**Dataset content**.
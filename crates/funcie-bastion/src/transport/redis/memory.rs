//! In-process stand-in for a Redis server.
//!
//! Implements the subset of commands in [`RedisClient`] with the same
//! observable semantics (subscriber counts, blocking pops, hash deletes), so
//! the Redis transport can run inside a single process and under test.

use std::collections::{HashMap, VecDeque};
use std::sync::atomic::{AtomicU64, Ordering};
use std::sync::Arc;
use std::time::Duration;

use async_trait::async_trait;
use dashmap::DashMap;
use parking_lot::Mutex;
use tokio::sync::{mpsc, Notify};

use funcie_core::Result;

use super::client::{PubSubMessage, PubSubSession, RedisClient};

type Subscribers = HashMap<String, HashMap<u64, mpsc::UnboundedSender<PubSubMessage>>>;

#[derive(Default)]
struct Inner {
    subscribers: Mutex<Subscribers>,
    next_session: AtomicU64,
    lists: DashMap<String, VecDeque<String>>,
    pushed: Notify,
    hashes: DashMap<String, HashMap<String, String>>,
}

#[derive(Clone, Default)]
pub struct MemoryRedis {
    inner: Arc<Inner>,
}

impl MemoryRedis {
    pub fn new() -> Self {
        Self::default()
    }

    pub fn subscriber_count(&self, channel: &str) -> usize {
        self.inner
            .subscribers
            .lock()
            .get(channel)
            .map_or(0, HashMap::len)
    }

    /// Number of values waiting on a list.
    pub fn list_len(&self, key: &str) -> usize {
        self.inner.lists.get(key).map_or(0, |l| l.len())
    }

    fn pop(&self, key: &str) -> Option<String> {
        let value = self.inner.lists.get_mut(key)?.pop_back();
        self.inner.lists.remove_if(key, |_, list| list.is_empty());
        value
    }
}

#[async_trait]
impl RedisClient for MemoryRedis {
    async fn publish(&self, channel: &str, payload: &str) -> Result<i64> {
        let mut subscribers = self.inner.subscribers.lock();
        let Some(sessions) = subscribers.get_mut(channel) else {
            return Ok(0);
        };
        let msg = PubSubMessage {
            channel: channel.to_string(),
            payload: payload.to_string(),
        };
        sessions.retain(|_, tx| tx.send(msg.clone()).is_ok());
        let delivered = sessions.len() as i64;
        if sessions.is_empty() {
            subscribers.remove(channel);
        }
        Ok(delivered)
    }

    async fn brpop(&self, key: &str, timeout: Duration) -> Result<Option<Vec<String>>> {
        // Same rounding as Redis: a zero millisecond timeout blocks forever.
        let deadline = (timeout.as_millis() > 0).then(|| tokio::time::Instant::now() + timeout);
        loop {
            let notified = self.inner.pushed.notified();
            tokio::pin!(notified);
            notified.as_mut().enable();

            if let Some(value) = self.pop(key) {
                return Ok(Some(vec![key.to_string(), value]));
            }
            match deadline {
                Some(deadline) => {
                    if tokio::time::timeout_at(deadline, notified).await.is_err() {
                        return Ok(None);
                    }
                }
                None => notified.await,
            }
        }
    }

    async fn rpush(&self, key: &str, value: &str) -> Result<()> {
        self.inner
            .lists
            .entry(key.to_string())
            .or_default()
            .push_back(value.to_string());
        self.inner.pushed.notify_waiters();
        Ok(())
    }

    async fn hset(&self, key: &str, field: &str, value: &str) -> Result<()> {
        self.inner
            .hashes
            .entry(key.to_string())
            .or_default()
            .insert(field.to_string(), value.to_string());
        Ok(())
    }

    async fn del(&self, key: &str) -> Result<u64> {
        let removed = self.inner.hashes.remove(key).is_some() as u64
            + self.inner.lists.remove(key).is_some() as u64;
        Ok(removed)
    }

    async fn hgetall(&self, key: &str) -> Result<HashMap<String, String>> {
        Ok(self
            .inner
            .hashes
            .get(key)
            .map(|r| r.value().clone())
            .unwrap_or_default())
    }

    async fn open_pubsub(
        &self,
    ) -> Result<(Arc<dyn PubSubSession>, mpsc::UnboundedReceiver<PubSubMessage>)> {
        let (tx, rx) = mpsc::unbounded_channel();
        let session = MemoryPubSub {
            id: self.inner.next_session.fetch_add(1, Ordering::Relaxed),
            inner: Arc::clone(&self.inner),
            tx,
        };
        Ok((Arc::new(session), rx))
    }
}

struct MemoryPubSub {
    id: u64,
    inner: Arc<Inner>,
    tx: mpsc::UnboundedSender<PubSubMessage>,
}

#[async_trait]
impl PubSubSession for MemoryPubSub {
    async fn subscribe(&self, channel: &str) -> Result<()> {
        self.inner
            .subscribers
            .lock()
            .entry(channel.to_string())
            .or_default()
            .insert(self.id, self.tx.clone());
        Ok(())
    }

    async fn unsubscribe(&self, channel: &str) -> Result<()> {
        let mut subscribers = self.inner.subscribers.lock();
        if let Some(sessions) = subscribers.get_mut(channel) {
            sessions.remove(&self.id);
            if sessions.is_empty() {
                subscribers.remove(channel);
            }
        }
        Ok(())
    }
}

impl Drop for MemoryPubSub {
    fn drop(&mut self) {
        let mut subscribers = self.inner.subscribers.lock();
        subscribers.retain(|_, sessions| {
            sessions.remove(&self.id);
            !sessions.is_empty()
        });
    }
}

#[cfg(test)]
mod tests {
    #![allow(clippy::unwrap_used)]

    use super::*;

    #[tokio::test]
    async fn publish_counts_subscribers() {
        let redis = MemoryRedis::new();
        assert_eq!(redis.publish("c", "x").await.unwrap(), 0);

        let (session, mut rx) = redis.open_pubsub().await.unwrap();
        session.subscribe("c").await.unwrap();
        assert_eq!(redis.publish("c", "x").await.unwrap(), 1);
        assert_eq!(rx.recv().await.unwrap().payload, "x");

        session.unsubscribe("c").await.unwrap();
        assert_eq!(redis.publish("c", "y").await.unwrap(), 0);

        session.subscribe("c").await.unwrap();
        drop(session);
        assert_eq!(redis.subscriber_count("c"), 0);
    }

    #[tokio::test]
    async fn brpop_waits_for_push() {
        let redis = MemoryRedis::new();
        let pusher = redis.clone();
        tokio::spawn(async move {
            tokio::time::sleep(Duration::from_millis(20)).await;
            pusher.rpush("k", "v").await.unwrap();
        });

        let reply = redis.brpop("k", Duration::from_secs(2)).await.unwrap();
        assert_eq!(reply, Some(vec!["k".to_string(), "v".to_string()]));
        assert_eq!(redis.list_len("k"), 0);
    }

    #[tokio::test]
    async fn brpop_times_out() {
        let redis = MemoryRedis::new();
        let reply = redis.brpop("k", Duration::from_millis(20)).await.unwrap();
        assert!(reply.is_none());
    }

    #[tokio::test]
    async fn zero_timeout_blocks_until_push() {
        let redis = MemoryRedis::new();
        let waiting = tokio::time::timeout(
            Duration::from_millis(50),
            redis.brpop("k", Duration::from_micros(500)),
        )
        .await;
        assert!(waiting.is_err());

        let pusher = redis.clone();
        tokio::spawn(async move {
            tokio::time::sleep(Duration::from_millis(20)).await;
            pusher.rpush("k", "v").await.unwrap();
        });
        let reply = redis.brpop("k", Duration::ZERO).await.unwrap();
        assert_eq!(reply, Some(vec!["k".to_string(), "v".to_string()]));
    }

    #[tokio::test]
    async fn del_reports_removed_keys() {
        let redis = MemoryRedis::new();
        redis.hset("h", "f", "v").await.unwrap();
        assert_eq!(redis.del("h").await.unwrap(), 1);
        assert_eq!(redis.del("h").await.unwrap(), 0);
        assert!(redis.hgetall("h").await.unwrap().is_empty());
    }
}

**Work instructions**. Among the lines above, repeat exactly those from the line with "with the same" to the line with "sessions.retain(|_, tx| tx.send(msg.clone()).is_ok());", counting both ends.

**Response to this task**.
//! Implements the subset of commands in [`RedisClient`] with the same
//! observable semantics (subscriber counts, blocking pops, hash deletes), so
//! the Redis transport can run inside a single process and under test.

use std::collections::{HashMap, VecDeque};
use std::sync::atomic::{AtomicU64, Ordering};
use std::sync::Arc;
use std::time::Duration;

use async_trait::async_trait;
use dashmap::DashMap;
use parking_lot::Mutex;
use tokio::sync::{mpsc, Notify};

use funcie_core::Result;

use super::client::{PubSubMessage, PubSubSession, RedisClient};

type Subscribers = HashMap<String, HashMap<u64, mpsc::UnboundedSender<PubSubMessage>>>;

#[derive(Default)]
struct Inner {
    subscribers: Mutex<Subscribers>,
    next_session: AtomicU64,
    lists: DashMap<String, VecDeque<String>>,
    pushed: Notify,
    hashes: DashMap<String, HashMap<String, String>>,
}

#[derive(Clone, Default)]
pub struct MemoryRedis {
    inner: Arc<Inner>,
}

impl MemoryRedis {
    pub fn new() -> Self {
        Self::default()
    }

    pub fn subscriber_count(&self, channel: &str) -> usize {
        self.inner
            .subscribers
            .lock()
            .get(channel)
            .map_or(0, HashMap::len)
    }

    /// Number of values waiting on a list.
    pub fn list_len(&self, key: &str) -> usize {
        self.inner.lists.get(key).map_or(0, |l| l.len())
    }

    fn pop(&self, key: &str) -> Option<String> {
        let value = self.inner.lists.get_mut(key)?.pop_back();
        self.inner.lists.remove_if(key, |_, list| list.is_empty());
        value
    }
}

#[async_trait]
impl RedisClient for MemoryRedis {
    async fn publish(&self, channel: &str, payload: &str) -> Result<i64> {
        let mut subscribers = self.inner.subscribers.lock();
        let Some(sessions) = subscribers.get_mut(channel) else {
            return Ok(0);
        };
        let msg = PubSubMessage {
            channel: channel.to_string(),
            payload: payload.to_string(),
        };
        sessions.retain(|_, tx| tx.send(msg.clone()).is_ok());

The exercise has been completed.